7:33 pm - 05/28/2012

MMMMonday! Lashings of Ginger Beer Time

It's MMMMonday! Every Monday, we bring you special, maintainer-curated content to help enrich your VP experience. We hope you enjoy today's post, and remember, past MMMMonday posts and LRUs can be found in the "featured posts" section of the community.

Lashings of Ginger Beer Time is a UK-based queer feminist burlesque collective, whose work includes such delights as I'm Queer and The Fat Song! In addition to blogging up a storm over at the Lashings of Ginger Beer blog, they're also hoping to take a show called alt.sex.ed (or Alternative Sex Education) to the Edinburgh Fringe Festival this year, covering all the kinds of things your school lessons should have included but didn't, from how to negotiate enthusiastic informed consent to a history of queer figures. If you'd like to support this project, check out the wefund link! (The fundraising goal was just met at the time of this writing, but if you'd like some brick-and-mortar goodies, you can get your paws on them by helping to exceed that goal!)

Our guest post from Lashings of Ginger Beer Time is written by sebastienne, LGBT's founder. It was originally posted on the LGBT blog here.

Five Fat Facts




Sebastienne

Posted by Sebastienne

I thought it was time to unpack some of the assumptions behind our RENT filk, "Fat". (Lyrics)

1. "Fat" is a neutral descriptive term. It describes the way that a person's body carries adipose tissue, and says precisely nothing about their moral character, their health, their lifestyle, or their attractiveness.

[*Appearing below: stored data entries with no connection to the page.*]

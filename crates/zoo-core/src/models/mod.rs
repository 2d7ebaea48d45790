//! Domain models for the zoo management system.

mod animal;
mod habitat;
mod records;
mod species;

pub use animal::*;
pub use habitat::*;
pub use records::*;
pub use species::*;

It is not offensive to call me fat - but it is offensive to assume that using the term to describe me is in some way insulting. And as for "but you're not fat - you're gorgeous!" - care to elaborate on what your problem is with my being both of these things?

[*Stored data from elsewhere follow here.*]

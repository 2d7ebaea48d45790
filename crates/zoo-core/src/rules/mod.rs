//! Decision rules over animals and species baselines.
//!
//! Everything here is pure: rules read the animals and catalog they are
//! given and return an outcome value. Nothing is mutated or cached.

mod breeding;
mod compatibility;
mod feeding;
mod health;

pub use breeding::*;
pub use compatibility::*;
pub use feeding::*;
pub use health::*;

Now - of course - as with any self-identification, there are going to be people who disagree with me here. Fat is a descriptive term with a nasty history - like "queer" or "dyke" - and there are going to be people who won't want to apply it to themselves under any circumstances; we have to respect that.

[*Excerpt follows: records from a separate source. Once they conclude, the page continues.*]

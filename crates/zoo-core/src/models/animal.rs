//! Animal models and registration validation.

use std::fmt;

use serde::{Deserialize, Serialize};
use thiserror::Error;

use super::records::{FeedingDetails, FeedingRecord, HealthObservation, HealthRecord, Medication};
use super::species::{Diet, SpeciesBaseline};
use crate::catalog::SpeciesCatalog;

/// Trait value used when a species has no catalog entry.
pub const UNKNOWN: &str = "unknown";

/// Registration validation errors.
#[derive(Error, Debug, Clone, PartialEq)]
pub enum ValidationError {
    #[error("Animal ID cannot be empty")]
    EmptyId,

    #[error("Animal name cannot be empty")]
    EmptyName,

    #[error("Species cannot be empty")]
    EmptySpecies,

    #[error("Age cannot be zero")]
    ZeroAge,

    #[error("Age cannot be negative")]
    NegativeAge,

    #[error("Age {0} is out of range")]
    AgeOutOfRange(i64),

    #[error("Unknown species: '{species}'{}", did_you_mean(.suggestion))]
    UnknownSpecies {
        species: String,
        suggestion: Option<String>,
    },

    #[error("Duplicate animal ID: {0}")]
    DuplicateId(String),
}

fn did_you_mean(suggestion: &Option<String>) -> String {
    suggestion
        .as_ref()
        .map(|s| format!(" (did you mean '{}'?)", s))
        .unwrap_or_default()
}

pub type ValidationResult<T> = Result<T, ValidationError>;

/// Overall health classification.
#[derive(Debug, Clone, Copy, Serialize, Deserialize, PartialEq, Eq, Hash, Default)]
pub enum HealthStatus {
    #[default]
    #[serde(rename = "unknown")]
    Unknown,
    #[serde(rename = "healthy")]
    Healthy,
    #[serde(rename = "needs attention")]
    NeedsAttention,
    #[serde(rename = "critical")]
    Critical,
}

impl HealthStatus {
    pub fn as_str(&self) -> &'static str {
        match self {
            HealthStatus::Unknown => "unknown",
            HealthStatus::Healthy => "healthy",
            HealthStatus::NeedsAttention => "needs attention",
            HealthStatus::Critical => "critical",
        }
    }
}

impl fmt::Display for HealthStatus {
    fn fmt(&self, f: &mut fmt::Formatter<'_>) -> fmt::Result {
        f.write_str(self.as_str())
    }
}

/// An animal in the collection.
#[derive(Debug, Clone, Serialize, Deserialize, PartialEq)]
pub struct Animal {
    /// Unique ID across the collection
    pub animal_id: String,
    pub name: String,
    /// Species name (catalog key, or free text when unknown species are allowed)
    pub species: String,
    /// Age in years, always >= 1 for validated animals
    pub age: u32,
    #[serde(default)]
    pub diet: Diet,
    #[serde(default = "unknown_trait")]
    pub habitat_type: String,
    #[serde(default = "unknown_trait")]
    pub temperament: String,
    #[serde(default = "unknown_trait")]
    pub social_needs: String,
    /// Last computed health status; refreshed when a health check is committed
    #[serde(default)]
    pub health_status: HealthStatus,
    /// Genetic diversity rating ("low", "medium", "high" or "unknown")
    #[serde(default = "unknown_trait")]
    pub genetic_diversity: String,
    /// Health checks, oldest first
    #[serde(default)]
    pub health_records: Vec<HealthRecord>,
    #[serde(default)]
    pub current_medications: Vec<Medication>,
    /// Feedings, oldest first
    #[serde(default)]
    pub feeding_history: Vec<FeedingRecord>,
}

fn unknown_trait() -> String {
    UNKNOWN.to_string()
}

impl Animal {
    /// Register an animal of a catalogued species.
    ///
    /// Checks run in a fixed order and the first failure is returned: empty ID,
    /// empty name, empty species, zero age, unknown species, negative age.
    pub fn new(
        animal_id: String,
        name: String,
        species: String,
        age: i64,
        catalog: &SpeciesCatalog,
    ) -> ValidationResult<Self> {
        let (age, baseline) = validate(&animal_id, &name, &species, age, catalog, false)?;
        Ok(Self::build(animal_id, name, species, age, baseline))
    }

    /// Register an animal, accepting species missing from the catalog.
    ///
    /// Unknown species get `"unknown"` for every behavioural trait.
    pub fn new_permissive(
        animal_id: String,
        name: String,
        species: String,
        age: i64,
        catalog: &SpeciesCatalog,
    ) -> ValidationResult<Self> {
        let (age, baseline) = validate(&animal_id, &name, &species, age, catalog, true)?;
        Ok(Self::build(animal_id, name, species, age, baseline))
    }

    fn build(
        animal_id: String,
        name: String,
        species: String,
        age: u32,
        baseline: Option<&SpeciesBaseline>,
    ) -> Self {
        let (diet, habitat_type, temperament, social_needs) = match baseline {
            Some(b) => (
                b.diet,
                b.habitat_type.clone(),
                b.temperament.clone(),
                b.social_needs.clone(),
            ),
            None => (Diet::Unknown, unknown_trait(), unknown_trait(), unknown_trait()),
        };

        Self {
            animal_id,
            name,
            species,
            age,
            diet,
            habitat_type,
            temperament,
            social_needs,
            health_status: HealthStatus::Unknown,
            genetic_diversity: unknown_trait(),
            health_records: Vec::new(),
            current_medications: Vec::new(),
            feeding_history: Vec::new(),
        }
    }

    /// Return a copy with a new health record appended. `self` is left untouched.
    pub fn with_health_check(&self, observation: HealthObservation) -> Self {
        let mut updated = self.clone();
        updated.health_records.push(HealthRecord::new(observation));
        updated
    }

    /// Return a copy with a new feeding record appended. `self` is left untouched.
    pub fn with_feeding(&self, details: FeedingDetails) -> Self {
        let mut updated = self.clone();
        updated.feeding_history.push(FeedingRecord::new(details));
        updated
    }

    /// The most recent observation, which is authoritative for health status.
    pub fn latest_observation(&self) -> Option<&HealthObservation> {
        self.health_records.last().map(|r| &r.data)
    }

    /// The most recently observed weight, looking back past records without one.
    pub fn latest_weight_kg(&self) -> Option<f64> {
        self.health_records
            .iter()
            .rev()
            .find_map(|r| r.data.weight_kg)
    }
}

/// Fail if `animal_id` is already used in `animals`.
pub fn ensure_unique_id(animal_id: &str, animals: &[Animal]) -> ValidationResult<()> {
    if animals.iter().any(|a| a.animal_id == animal_id) {
        return Err(ValidationError::DuplicateId(animal_id.to_string()));
    }
    Ok(())
}

fn validate<'c>(
    animal_id: &str,
    name: &str,
    species: &str,
    age: i64,
    catalog: &'c SpeciesCatalog,
    allow_unknown_species: bool,
) -> ValidationResult<(u32, Option<&'c SpeciesBaseline>)> {
    if animal_id.trim().is_empty() {
        return Err(ValidationError::EmptyId);
    }
    if name.trim().is_empty() {
        return Err(ValidationError::EmptyName);
    }
    if species.trim().is_empty() {
        return Err(ValidationError::EmptySpecies);
    }
    if age == 0 {
        return Err(ValidationError::ZeroAge);
    }

    let baseline = catalog.lookup_baseline(species);
    if baseline.is_none() && !allow_unknown_species {
        return Err(ValidationError::UnknownSpecies {
            species: species.to_string(),
            suggestion: catalog.suggest(species).map(str::to_string),
        });
    }

    if age < 0 {
        return Err(ValidationError::NegativeAge);
    }
    let age = u32::try_from(age).map_err(|_| ValidationError::AgeOutOfRange(age))?;
    Ok((age, baseline))
}

#[cfg(test)]
mod tests {
    use super::*;

    fn catalog() -> &'static SpeciesCatalog {
        SpeciesCatalog::shared()
    }

    fn new_animal(id: &str, name: &str, species: &str, age: i64) -> ValidationResult<Animal> {
        Animal::new(id.into(), name.into(), species.into(), age, catalog())
    }

    #[test]
    fn test_new_animal_copies_species_traits() {
        let lion = new_animal("LION001", "Leo", "Lion", 5).unwrap();
        assert_eq!(lion.diet, Diet::Carnivore);
        assert_eq!(lion.habitat_type, "savannah");
        assert_eq!(lion.temperament, "aggressive");
        assert_eq!(lion.social_needs, "pride");
        assert_eq!(lion.health_status, HealthStatus::Unknown);
        assert_eq!(lion.genetic_diversity, "unknown");
        assert!(lion.health_records.is_empty());
    }

    #[test]
    fn test_validation_order() {
        assert_eq!(new_animal("", "", "", 0), Err(ValidationError::EmptyId));
        assert_eq!(new_animal("  ", "Leo", "Lion", 3), Err(ValidationError::EmptyId));
        assert_eq!(new_animal("A1", " ", "Lion", 3), Err(ValidationError::EmptyName));
        assert_eq!(new_animal("A1", "Leo", "", 3), Err(ValidationError::EmptySpecies));
        assert_eq!(new_animal("A1", "Leo", "Lion", 0), Err(ValidationError::ZeroAge));
        assert_eq!(new_animal("A1", "Leo", "Lion", -2), Err(ValidationError::NegativeAge));

        // Unknown species is reported before a negative age
        assert!(matches!(
            new_animal("A1", "Leo", "Dragon", -2),
            Err(ValidationError::UnknownSpecies { .. })
        ));
    }

    #[test]
    fn test_unknown_species_message_suggests_close_match() {
        let err = new_animal("A1", "Leo", "lion", 3).unwrap_err();
        assert_eq!(
            err.to_string(),
            "Unknown species: 'lion' (did you mean 'Lion'?)"
        );

        let err = new_animal("A1", "Puff", "Dragon", 3).unwrap_err();
        assert_eq!(err.to_string(), "Unknown species: 'Dragon'");
    }

    #[test]
    fn test_permissive_accepts_unknown_species() {
        let animal =
            Animal::new_permissive("P1".into(), "Pingu".into(), "Penguin".into(), 2, catalog())
                .unwrap();
        assert_eq!(animal.diet, Diet::Unknown);
        assert_eq!(animal.habitat_type, UNKNOWN);
        assert_eq!(animal.temperament, UNKNOWN);
        assert_eq!(animal.social_needs, UNKNOWN);

        // Other checks still apply
        let err = Animal::new_permissive("P1".into(), "Pingu".into(), "Penguin".into(), 0, catalog());
        assert_eq!(err, Err(ValidationError::ZeroAge));
    }

    #[test]
    fn test_age_beyond_u32_rejected() {
        let too_old = i64::from(u32::MAX) + 1;
        assert_eq!(
            new_animal("L1", "Leo", "Lion", too_old).unwrap_err(),
            ValidationError::AgeOutOfRange(too_old)
        );
        assert_eq!(
            new_animal("L1", "Leo", "Lion", i64::from(u32::MAX)).unwrap().age,
            u32::MAX
        );
    }

    #[test]
    fn test_duplicate_id() {
        let animals = vec![new_animal("LION001", "Leo", "Lion", 5).unwrap()];
        assert!(ensure_unique_id("ZEBRA001", &animals).is_ok());
        assert_eq!(
            ensure_unique_id("LION001", &animals),
            Err(ValidationError::DuplicateId("LION001".into()))
        );
    }

    #[test]
    fn test_with_health_check_returns_copy() {
        let lion = new_animal("LION001", "Leo", "Lion", 5).unwrap();
        let updated = lion.with_health_check(HealthObservation::default().with_weight(190.0));

        assert!(lion.health_records.is_empty());
        assert_eq!(updated.health_records.len(), 1);
        assert_eq!(updated.latest_observation().unwrap().weight_kg, Some(190.0));
    }

    #[test]
    fn test_latest_observation_is_last_appended() {
        let lion = new_animal("LION001", "Leo", "Lion", 5)
            .unwrap()
            .with_health_check(HealthObservation::default().with_weight(180.0))
            .with_health_check(HealthObservation::default().with_temperature(38.5));

        let latest = lion.latest_observation().unwrap();
        assert_eq!(latest.weight_kg, None);
        assert_eq!(latest.temperature_c, Some(38.5));

        // Weight falls back to the last record that had one
        assert_eq!(lion.latest_weight_kg(), Some(180.0));
    }

    #[test]
    fn test_with_feeding_appends() {
        let zebra = new_animal("ZEBRA001", "Marty", "Zebra", 4).unwrap();
        let fed = zebra.with_feeding(FeedingDetails {
            time: "06:00".into(),
            amount_kg: 3.0,
            food_type: "vegetation".into(),
            keeper: "Alex".into(),
        });
        assert!(zebra.feeding_history.is_empty());
        assert_eq!(fed.feeding_history.len(), 1);
        assert_eq!(fed.feeding_history[0].details.amount_kg, 3.0);
    }

    #[test]
    fn test_minimal_record_deserializes_with_defaults() {
        let json = r#"{"animal_id": "A1", "name": "Leo", "species": "Lion", "age": 4}"#;
        let animal: Animal = serde_json::from_str(json).unwrap();
        assert_eq!(animal.diet, Diet::Unknown);
        assert_eq!(animal.habitat_type, "unknown");
        assert_eq!(animal.health_status, HealthStatus::Unknown);
        assert!(animal.feeding_history.is_empty());
    }

    #[test]
    fn test_health_status_serde_names() {
        let json = serde_json::to_string(&HealthStatus::NeedsAttention).unwrap();
        assert_eq!(json, "\"needs attention\"");
        assert_eq!(HealthStatus::Critical.to_string(), "critical");
    }
}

But I have very little time for the cultural narrative that casts me as "curvy" and "voluptuous", and even less for the one that uses "obese" or "overweight". The former tries to play "good fatty/bad fatty" - it implies that my fat is the good, sensuous kind, carries class implications, and distances me from fat people who are not shaped like some hourglass ideal. The latter medicalises, a modern-day "homosexual", pathologising natural diversity. These terms also make absolutely no sense - check out Kate Harding's Illustrated BMI Project.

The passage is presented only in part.